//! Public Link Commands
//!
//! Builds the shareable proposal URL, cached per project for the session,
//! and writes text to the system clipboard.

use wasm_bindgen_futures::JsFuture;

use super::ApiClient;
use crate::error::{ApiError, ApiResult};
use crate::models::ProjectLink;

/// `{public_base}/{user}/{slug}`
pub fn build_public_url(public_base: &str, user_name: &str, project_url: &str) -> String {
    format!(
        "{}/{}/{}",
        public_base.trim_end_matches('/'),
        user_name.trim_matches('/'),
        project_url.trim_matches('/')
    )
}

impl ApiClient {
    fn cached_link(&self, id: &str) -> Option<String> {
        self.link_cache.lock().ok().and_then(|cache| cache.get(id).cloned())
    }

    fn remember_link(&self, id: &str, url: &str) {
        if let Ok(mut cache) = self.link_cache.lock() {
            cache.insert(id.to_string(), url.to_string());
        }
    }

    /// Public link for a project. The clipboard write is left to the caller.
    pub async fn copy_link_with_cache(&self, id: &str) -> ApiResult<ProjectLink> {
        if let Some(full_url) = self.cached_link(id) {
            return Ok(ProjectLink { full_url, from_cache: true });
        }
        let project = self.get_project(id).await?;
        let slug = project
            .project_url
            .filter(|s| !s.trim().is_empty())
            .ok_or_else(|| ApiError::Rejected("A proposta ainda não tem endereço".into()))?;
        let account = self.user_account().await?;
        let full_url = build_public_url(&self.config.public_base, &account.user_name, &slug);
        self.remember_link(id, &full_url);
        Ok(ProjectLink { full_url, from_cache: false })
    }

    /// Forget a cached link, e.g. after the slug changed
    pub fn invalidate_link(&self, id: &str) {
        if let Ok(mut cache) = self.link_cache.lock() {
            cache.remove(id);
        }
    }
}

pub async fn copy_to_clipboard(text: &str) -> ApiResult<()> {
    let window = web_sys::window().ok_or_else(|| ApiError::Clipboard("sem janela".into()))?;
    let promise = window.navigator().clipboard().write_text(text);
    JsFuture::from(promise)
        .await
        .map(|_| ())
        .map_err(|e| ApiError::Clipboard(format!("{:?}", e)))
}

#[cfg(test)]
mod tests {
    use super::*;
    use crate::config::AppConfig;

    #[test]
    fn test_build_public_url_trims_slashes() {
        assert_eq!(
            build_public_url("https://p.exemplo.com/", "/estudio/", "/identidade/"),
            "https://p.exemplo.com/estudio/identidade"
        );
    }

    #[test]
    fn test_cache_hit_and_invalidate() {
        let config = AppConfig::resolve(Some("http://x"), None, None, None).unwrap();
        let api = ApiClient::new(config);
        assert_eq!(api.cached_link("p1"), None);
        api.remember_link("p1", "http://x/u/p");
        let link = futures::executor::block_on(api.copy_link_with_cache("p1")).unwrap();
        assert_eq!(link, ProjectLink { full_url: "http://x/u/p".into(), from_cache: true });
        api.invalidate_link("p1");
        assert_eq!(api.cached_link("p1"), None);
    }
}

^^^^

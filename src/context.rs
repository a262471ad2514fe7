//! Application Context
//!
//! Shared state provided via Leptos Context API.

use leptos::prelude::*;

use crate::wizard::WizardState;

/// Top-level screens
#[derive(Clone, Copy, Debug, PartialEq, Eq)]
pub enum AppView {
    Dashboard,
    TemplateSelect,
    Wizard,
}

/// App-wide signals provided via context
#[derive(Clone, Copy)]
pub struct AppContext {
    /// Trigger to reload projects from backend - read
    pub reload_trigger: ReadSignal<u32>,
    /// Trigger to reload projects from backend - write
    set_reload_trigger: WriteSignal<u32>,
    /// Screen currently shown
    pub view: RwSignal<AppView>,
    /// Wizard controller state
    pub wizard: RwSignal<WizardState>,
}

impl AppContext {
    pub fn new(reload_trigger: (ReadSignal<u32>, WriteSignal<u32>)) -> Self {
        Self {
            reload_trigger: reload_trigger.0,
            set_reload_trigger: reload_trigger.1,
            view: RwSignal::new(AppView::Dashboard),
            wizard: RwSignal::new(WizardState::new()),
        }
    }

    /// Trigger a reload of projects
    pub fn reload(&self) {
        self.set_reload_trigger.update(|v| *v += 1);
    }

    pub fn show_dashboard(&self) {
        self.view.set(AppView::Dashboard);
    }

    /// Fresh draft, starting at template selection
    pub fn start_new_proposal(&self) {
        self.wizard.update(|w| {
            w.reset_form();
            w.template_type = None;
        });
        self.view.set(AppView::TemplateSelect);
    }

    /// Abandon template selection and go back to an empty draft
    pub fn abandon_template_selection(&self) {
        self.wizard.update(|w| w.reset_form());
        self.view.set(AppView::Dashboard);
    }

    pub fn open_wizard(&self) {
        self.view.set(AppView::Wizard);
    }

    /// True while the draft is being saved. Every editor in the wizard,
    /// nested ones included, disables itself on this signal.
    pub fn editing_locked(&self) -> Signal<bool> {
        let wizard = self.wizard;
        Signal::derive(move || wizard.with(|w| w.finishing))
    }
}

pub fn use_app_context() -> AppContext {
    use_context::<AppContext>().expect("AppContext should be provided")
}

^^^^

## WORK ITEM
In the listing above, find the line with "Public Link Commands" and the line with "to the caller.", then print exactly those lines and every line between them.

## WRITTEN REPLY
//! Public Link Commands
//!
//! Builds the shareable proposal URL, cached per project for the session,
//! and writes text to the system clipboard.

use wasm_bindgen_futures::JsFuture;

use super::ApiClient;
use crate::error::{ApiError, ApiResult};
use crate::models::ProjectLink;

/// `{public_base}/{user}/{slug}`
pub fn build_public_url(public_base: &str, user_name: &str, project_url: &str) -> String {
    format!(
        "{}/{}/{}",
        public_base.trim_end_matches('/'),
        user_name.trim_matches('/'),
        project_url.trim_matches('/')
    )
}

impl ApiClient {
    fn cached_link(&self, id: &str) -> Option<String> {
        self.link_cache.lock().ok().and_then(|cache| cache.get(id).cloned())
    }

    fn remember_link(&self, id: &str, url: &str) {
        if let Ok(mut cache) = self.link_cache.lock() {
            cache.insert(id.to_string(), url.to_string());
        }
    }

    /// Public link for a project. The clipboard write is left to the caller.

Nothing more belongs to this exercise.